Menurut riwayat, ‘Peti’ itu adalah peti dimana nabi Musa waktu bayi telah di letakkan oleh ibunya ke sungai Nil dan mengikuti aliran sungai sehingga di temukan oleh istri Fira’un, untuk diasuh. Para Bani Israil mengambil peti itu sebagai obyek untuk mencari berkah (tabarruk). Setelah Nabi Musa as meninggal dunia, peti itu disimpan oleh washi (patner) beliau yang bernama Yusya’, dan di dalamnya disimpan beberapa peninggalan Nabi Musa yang masih berkaitan dengan tanda-tanda kenabian Musa. Setelah sekian lama, Bani Israil tidak lagi mengindahkan peti tersebut, hingga menjadi bahan mainan anak-anak di jalan-jalan. Sewaktu peti itu masih berada di tengah-tengah mereka, Bani Israil masih terus dalam kemuliaan. Namun setelah mereka mulai melakukan banyak maksiat dan tidak lagi mengindahkan peti itu, maka Allah swt. menyembunyikan peti tersebut dengan mengangkatnya ke langit. Sewaktu mereka diuji dengan kemunculan Jalut mereka mulai merasa gunda Kemudian mereka mulai meminta seorang Nabi yang diutus oleh Allah swt ketengah-tengah mereka. Allah swt. mengutus Tholut. Melalui dialah para malaikat pesuruh Allah mengembalikan peti yang selama ini mereka remehkan.

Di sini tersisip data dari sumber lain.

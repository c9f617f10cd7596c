//! Observable connectivity state for UI layers.

use std::sync::Arc;
use std::sync::atomic::{AtomicBool, Ordering};

use futures_util::StreamExt;
use parking_lot::RwLock;
use tokio::task::JoinHandle;
use tokio_util::sync::CancellationToken;
use tracing::trace;

use crate::logging::targets;
use crate::monitor::Connectivity;
use crate::status::Status;

/// A snapshot-friendly view of a [`Connectivity`] monitor.
///
/// Background collectors keep the current status and monitoring flag up to
/// date, so a UI can read them synchronously on every frame. The collectors
/// stop when the state is dropped.
pub struct ConnectivityState {
    connectivity: Arc<Connectivity>,
    status: Arc<RwLock<Option<Status>>>,
    monitoring: Arc<AtomicBool>,
    collectors: CancellationToken,
}

impl ConnectivityState {
    /// Create a state holder observing `connectivity`.
    pub fn new(connectivity: Arc<Connectivity>) -> Self {
        let status = Arc::new(RwLock::new(connectivity.latest_status()));
        let monitoring = Arc::new(AtomicBool::new(connectivity.is_monitoring()));
        let collectors = CancellationToken::new();

        let mut updates = connectivity.status_updates();
        let status_slot = Arc::clone(&status);
        let token = collectors.clone();
        connectivity.runtime().spawn(async move {
            loop {
                tokio::select! {
                    () = token.cancelled() => break,
                    next = updates.next() => match next {
                        Some(value) => {
                            trace!(target: targets::STATE, status = %value, "Status changed");
                            *status_slot.write() = Some(value);
                        }
                        None => break,
                    },
                }
            }
        });

        let mut flags = connectivity.monitoring_updates();
        let monitoring_flag = Arc::clone(&monitoring);
        let token = collectors.clone();
        connectivity.runtime().spawn(async move {
            loop {
                tokio::select! {
                    () = token.cancelled() => break,
                    next = flags.next() => match next {
                        Some(value) => monitoring_flag.store(value, Ordering::Release),
                        None => break,
                    },
                }
            }
        });

        Self {
            connectivity,
            status,
            monitoring,
            collectors,
        }
    }

    /// The current status, or `None` until the first status arrives.
    pub fn status(&self) -> Option<Status> {
        *self.status.read()
    }

    /// Whether the underlying monitor is monitoring.
    pub fn is_monitoring(&self) -> bool {
        self.monitoring.load(Ordering::Acquire)
    }

    /// Whether the device is known to be connected.
    pub fn is_connected(&self) -> bool {
        self.status().is_some_and(|status| status.is_connected())
    }

    /// Whether the device is known to be on a metered connection.
    pub fn is_metered(&self) -> bool {
        self.status().is_some_and(|status| status.is_metered())
    }

    /// Whether the device is known to be disconnected.
    pub fn is_disconnected(&self) -> bool {
        self.status().is_some_and(|status| status.is_disconnected())
    }

    /// Force a status check in the background.
    pub fn force_check(&self) -> JoinHandle<Status> {
        self.connectivity.force()
    }

    /// Start monitoring.
    pub fn start_monitoring(&self) {
        self.connectivity.start();
    }

    /// Stop monitoring.
    pub fn stop_monitoring(&self) {
        self.connectivity.stop();
    }

    /// The observed monitor.
    pub fn connectivity(&self) -> &Arc<Connectivity> {
        &self.connectivity
    }
}

impl Drop for ConnectivityState {
    fn drop(&mut self) {
        self.collectors.cancel();
    }
}

impl std::fmt::Debug for ConnectivityState {
    fn fmt(&self, f: &mut std::fmt::Formatter<'_>) -> std::fmt::Result {
        f.debug_struct("ConnectivityState")
            .field("status", &self.status())
            .field("monitoring", &self.is_monitoring())
            .finish()
    }
}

Az-Zamakhsari dalam menjelaskan apa saja barang-barang yang berada di dalam peti itu menyatakan: “Peti itu adalah peti Taurat. Dahulu, sewaktu Musa berperang (melawan musuh-musuh Allah) peti itu diletakkan di barisan paling depan sehingga perasaan kaum Bani Israil merasa tenang dan tidak merasa gunda…adapun firman Allah yang berbunyi ‘dari peninggalan keluarga Musa dan keluarga Harun’ , berupa sebuah papan bertulis, tongkat beserta baju Nabi Musa (as) dan sedikit bagian dari kitab Taurat” (Lihat Tafsir al-Kasyaf jilid 1 halaman 293).

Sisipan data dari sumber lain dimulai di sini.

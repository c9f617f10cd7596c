//! Single HTTP reachability probes.

use std::sync::Arc;
use std::time::Duration;

use async_trait::async_trait;
use http::StatusCode;
use reqwest::redirect::Policy;
use url::Url;

use crate::error::{ProbeError, Result};
use crate::method::HttpMethod;

/// A request to probe one host.
#[derive(Clone, Debug, PartialEq, Eq)]
pub struct ProbeRequest {
    /// Method to send.
    pub method: HttpMethod,
    /// Fully resolved URL.
    pub url: Url,
    /// Per-request timeout.
    pub timeout: Duration,
}

/// The response to a probe.
#[derive(Clone, Debug, PartialEq, Eq)]
pub struct ProbeResponse {
    /// The URL that answered.
    pub url: Url,
    /// The response status code.
    pub status: StatusCode,
}

impl ProbeResponse {
    /// Create a response.
    pub fn new(url: Url, status: StatusCode) -> Self {
        Self { url, status }
    }

    /// Whether the host counts as reachable: any 2xx or 3xx status.
    pub fn is_success(&self) -> bool {
        self.status.is_success() || self.status.is_redirection()
    }
}

/// Performs a single HTTP request for a poll cycle.
///
/// Implementations return [`ProbeError::Cancelled`] only when the whole
/// cycle should be abandoned; every other error is treated as a failed host.
#[cfg_attr(test, mockall::automock)]
#[async_trait]
pub trait HttpProbe: Send + Sync + 'static {
    /// Send `request` and report the response status.
    async fn probe(&self, request: &ProbeRequest) -> Result<ProbeResponse>;
}

#[async_trait]
impl<P: HttpProbe + ?Sized> HttpProbe for Arc<P> {
    async fn probe(&self, request: &ProbeRequest) -> Result<ProbeResponse> {
        (**self).probe(request).await
    }
}

/// Configuration for [`ReqwestProbe`].
#[derive(Clone, Debug)]
pub struct ReqwestProbeConfig {
    /// Connect timeout, applied in addition to the per-request timeout.
    pub connect_timeout: Option<Duration>,
    /// Whether to follow redirects. A redirect status already counts as
    /// reachable, so the default is not to.
    pub follow_redirects: bool,
    /// Maximum number of redirects to follow.
    pub max_redirects: usize,
    /// User agent sent with every probe.
    pub user_agent: Option<String>,
}

impl Default for ReqwestProbeConfig {
    fn default() -> Self {
        Self {
            connect_timeout: None,
            follow_redirects: false,
            max_redirects: 10,
            user_agent: Some(format!("connectivity/{}", env!("CARGO_PKG_VERSION"))),
        }
    }
}

/// Builder for a [`ReqwestProbe`] with custom configuration.
#[derive(Debug, Default)]
pub struct ReqwestProbeBuilder {
    config: ReqwestProbeConfig,
}

impl ReqwestProbeBuilder {
    /// Create a new builder with default configuration.
    pub fn new() -> Self {
        Self::default()
    }

    /// Set the connect timeout.
    pub fn connect_timeout(mut self, timeout: Duration) -> Self {
        self.config.connect_timeout = Some(timeout);
        self
    }

    /// Follow up to `max` redirects instead of reporting the redirect itself.
    pub fn max_redirects(mut self, max: usize) -> Self {
        self.config.follow_redirects = true;
        self.config.max_redirects = max;
        self
    }

    /// Never follow redirects.
    pub fn no_redirects(mut self) -> Self {
        self.config.follow_redirects = false;
        self
    }

    /// Set the user agent.
    pub fn user_agent(mut self, user_agent: impl Into<String>) -> Self {
        self.config.user_agent = Some(user_agent.into());
        self
    }

    /// Build the probe.
    pub fn build(self) -> Result<ReqwestProbe> {
        let mut builder = reqwest::Client::builder();

        if let Some(connect_timeout) = self.config.connect_timeout {
            builder = builder.connect_timeout(connect_timeout);
        }

        if self.config.follow_redirects {
            builder = builder.redirect(Policy::limited(self.config.max_redirects));
        } else {
            builder = builder.redirect(Policy::none());
        }

        if let Some(ref ua) = self.config.user_agent {
            builder = builder.user_agent(ua);
        }

        let client = builder.build()?;
        Ok(ReqwestProbe {
            client,
            config: self.config,
        })
    }
}

/// An [`HttpProbe`] backed by a `reqwest` client.
#[derive(Clone)]
pub struct ReqwestProbe {
    client: reqwest::Client,
    config: ReqwestProbeConfig,
}

impl ReqwestProbe {
    /// Create a probe with default configuration.
    pub fn new() -> Result<Self> {
        ReqwestProbeBuilder::new().build()
    }

    /// Create a builder for configuring a probe.
    pub fn builder() -> ReqwestProbeBuilder {
        ReqwestProbeBuilder::new()
    }

    /// Wrap an existing client.
    pub fn from_client(client: reqwest::Client) -> Self {
        Self {
            client,
            config: ReqwestProbeConfig::default(),
        }
    }

    /// Get the probe's configuration.
    pub fn config(&self) -> &ReqwestProbeConfig {
        &self.config
    }
}

#[async_trait]
impl HttpProbe for ReqwestProbe {
    async fn probe(&self, request: &ProbeRequest) -> Result<ProbeResponse> {
        let response = self
            .client
            .request(request.method.to_http(), request.url.clone())
            .timeout(request.timeout)
            .send()
            .await
            .map_err(ProbeError::from)?;

        Ok(ProbeResponse::new(response.url().clone(), response.status()))
    }
}

impl std::fmt::Debug for ReqwestProbe {
    fn fmt(&self, f: &mut std::fmt::Formatter<'_>) -> std::fmt::Result {
        f.debug_struct("ReqwestProbe")
            .field("config", &self.config)
            .finish()
    }
}
//! Constructors for device-backed monitors.

use connectivity_core::{Connectivity, ConnectivityOptions};
use tokio::runtime::Handle;

use crate::provider::DeviceProvider;

/// Factory for [`Connectivity`] monitors backed by OS interface notifications.
///
/// # Example
///
/// ```ignore
/// use connectivity_device::DeviceConnectivity;
///
/// let connectivity = DeviceConnectivity::with_defaults(tokio::runtime::Handle::current());
/// let mut updates = connectivity.status_updates();
/// ```
#[derive(Debug, Clone, Copy)]
pub struct DeviceConnectivity;

impl DeviceConnectivity {
    /// Create a monitor with the given options.
    pub fn new(options: ConnectivityOptions, runtime: Handle) -> Connectivity {
        Connectivity::new(DeviceProvider::new(), options, runtime)
    }

    /// Create a monitor that starts monitoring immediately.
    pub fn with_defaults(runtime: Handle) -> Connectivity {
        Self::new(Self::default_options(), runtime)
    }

    /// Options used by [`with_defaults`](Self::with_defaults).
    pub fn default_options() -> ConnectivityOptions {
        ConnectivityOptions::new(true)
    }
}
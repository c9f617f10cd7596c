//! Connectivity by polling HTTP hosts.

use std::sync::Arc;

use async_stream::stream;
use connectivity_core::logging::targets;
use connectivity_core::{ConnectivityProvider, Status, StatusStream};
use futures_util::StreamExt;
use tracing::{debug, trace, warn};

use crate::error::{ProbeError, Result};
use crate::options::HttpConnectivityOptions;
use crate::poll_result::PollResult;
use crate::probe::{HttpProbe, ProbeRequest};
use crate::target::ProbeTarget;

/// A [`ConnectivityProvider`] that infers connectivity from HTTP requests.
///
/// Each poll cycle tries the configured hosts in order and stops at the
/// first one answering with a 2xx or 3xx status. The cycle reports
/// connected if any host succeeded and disconnected otherwise. HTTP polling
/// cannot detect metered networks, so a connected result is never metered.
///
/// [`monitor`](ConnectivityProvider::monitor) yields the result of one cycle
/// immediately, then one more after every polling interval.
#[derive(Clone)]
pub struct HttpProvider {
    options: Arc<HttpConnectivityOptions>,
    probe: Arc<dyn HttpProbe>,
}

impl HttpProvider {
    /// Create a provider sending requests through `probe`.
    pub fn new(options: HttpConnectivityOptions, probe: impl HttpProbe) -> Self {
        Self::with_shared_probe(options, Arc::new(probe))
    }

    /// Create a provider sharing an existing probe.
    pub fn with_shared_probe(options: HttpConnectivityOptions, probe: Arc<dyn HttpProbe>) -> Self {
        if options.hosts.is_empty() {
            warn!(target: targets::HTTP, "No hosts configured, every poll will report disconnected");
        }
        Self {
            options: Arc::new(options),
            probe,
        }
    }

    /// The options this provider polls with.
    pub fn options(&self) -> &HttpConnectivityOptions {
        &self.options
    }

    /// Run one poll cycle.
    ///
    /// Host failures are reported through the poll-result callback and never
    /// surface here. Returns [`ProbeError::Cancelled`] if a probe was
    /// cancelled, abandoning the remaining hosts.
    pub async fn check_connection(&self) -> Result<Status> {
        for host in &self.options.hosts {
            if self.check_host(host).await? {
                debug!(target: targets::HTTP, host = %host, "Host reachable");
                return Ok(Status::Connected { metered: false });
            }
        }

        debug!(
            target: targets::HTTP,
            hosts = self.options.hosts.len(),
            "No host reachable"
        );
        Ok(Status::Disconnected)
    }

    /// Probe one host. `Ok(true)` means it proved the network reachable.
    async fn check_host(&self, host: &str) -> Result<bool> {
        let target = ProbeTarget::parse(host, self.options.port);
        let url = match target.url() {
            Ok(url) => url,
            Err(error) => {
                trace!(target: targets::HTTP, host, %error, "Skipping unusable host");
                self.options.report(PollResult::Error { error });
                return Ok(false);
            }
        };

        let request = ProbeRequest {
            method: self.options.method,
            url,
            timeout: self.options.timeout,
        };

        let outcome = tokio::time::timeout(request.timeout, self.probe.probe(&request))
            .await
            .unwrap_or(Err(ProbeError::Timeout));

        match outcome {
            Ok(response) => {
                trace!(
                    target: targets::HTTP,
                    url = %request.url,
                    method = %request.method,
                    status = response.status.as_u16(),
                    "Probe answered"
                );
                let result = PollResult::from(response);
                let is_success = result.is_success();
                self.options.report(result);
                Ok(is_success)
            }
            Err(error) if error.is_cancellation() => Err(error),
            Err(error) => {
                trace!(target: targets::HTTP, url = %request.url, %error, "Probe failed");
                self.options.report(PollResult::Error { error });
                Ok(false)
            }
        }
    }
}

impl ConnectivityProvider for HttpProvider {
    fn monitor(&self) -> StatusStream {
        let provider = self.clone();

        stream! {
            loop {
                match provider.check_connection().await {
                    Ok(status) => yield status,
                    Err(error) => {
                        debug!(target: targets::HTTP, %error, "Polling cancelled");
                        break;
                    }
                }
                tokio::time::sleep(provider.options.polling_interval).await;
            }
        }
        .boxed()
    }
}

impl std::fmt::Debug for HttpProvider {
    fn fmt(&self, f: &mut std::fmt::Formatter<'_>) -> std::fmt::Result {
        f.debug_struct("HttpProvider")
            .field("options", &self.options)
            .finish_non_exhaustive()
    }
}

Mengenai Tabut itu, Ibnu Katsir didalam kitab Tarikh-nya mengetengahkan keterangan yang ditulis oleh Ibnu Jarir sebagai berikut:
“Mereka yakni ummat yang disebut dalam ayat diatas setiap berperang melawan musuh selalu memperoleh kemenangan berkat tabut yang berisi Mitsaq (Taurat). Dengan tabut yang berisi sisa-sisa peninggalan keluarga Nabi Musa dan Nabi Harun itu Allah swt. menciptakan ketenangan bagi mereka dalam menghadapi musuh. Selanjutnya Ibnu Katsir mengatakan, bahwa Tabut itu terbuat dari emas yang selalu dipergunakan untuk mencuci (membersihkan) hati para Nabi”. (Al-Bidayah Wan-Nihayah jilid II hal. 8).
 Dalam Tafsir-nya Ibnu Katsir juga mengatakan, bahwa didalam Tabut itu berisi tongkat Nabi Musa, tongkat Nabi Harun, dua buah lembaran Taurat dan pakaian Nabi Harun. Sementara orang mengatakan didalam Tabut itu terdapat sebuah tongkat dan sepasang terompah.(Tafsir Ibnu Katsir, jilid I hal. 313).
 Al-Qurthubi mengatakan: “bahwa Tabut itu diturunkan Allah kepada Nabi Adam as. dan disimpan turuntemurun hingga sampai ketangan Nabi Ya’qub as., kemudian pindah tangan kepada Bani Israil. Berkat tabut itu orang-orang Yahudi selalu menang dalam peperangan melawan musuh, tetapi setelah mereka berbuat durhaka kepada Allah, mereka dapat dikalahkan oleh kaum ‘Amaliqah dan tabut itu berhasil dirampas dari tangan mereka (kaum Yahudi)”. (Tafsir Al-Qurthubi jilid III/248).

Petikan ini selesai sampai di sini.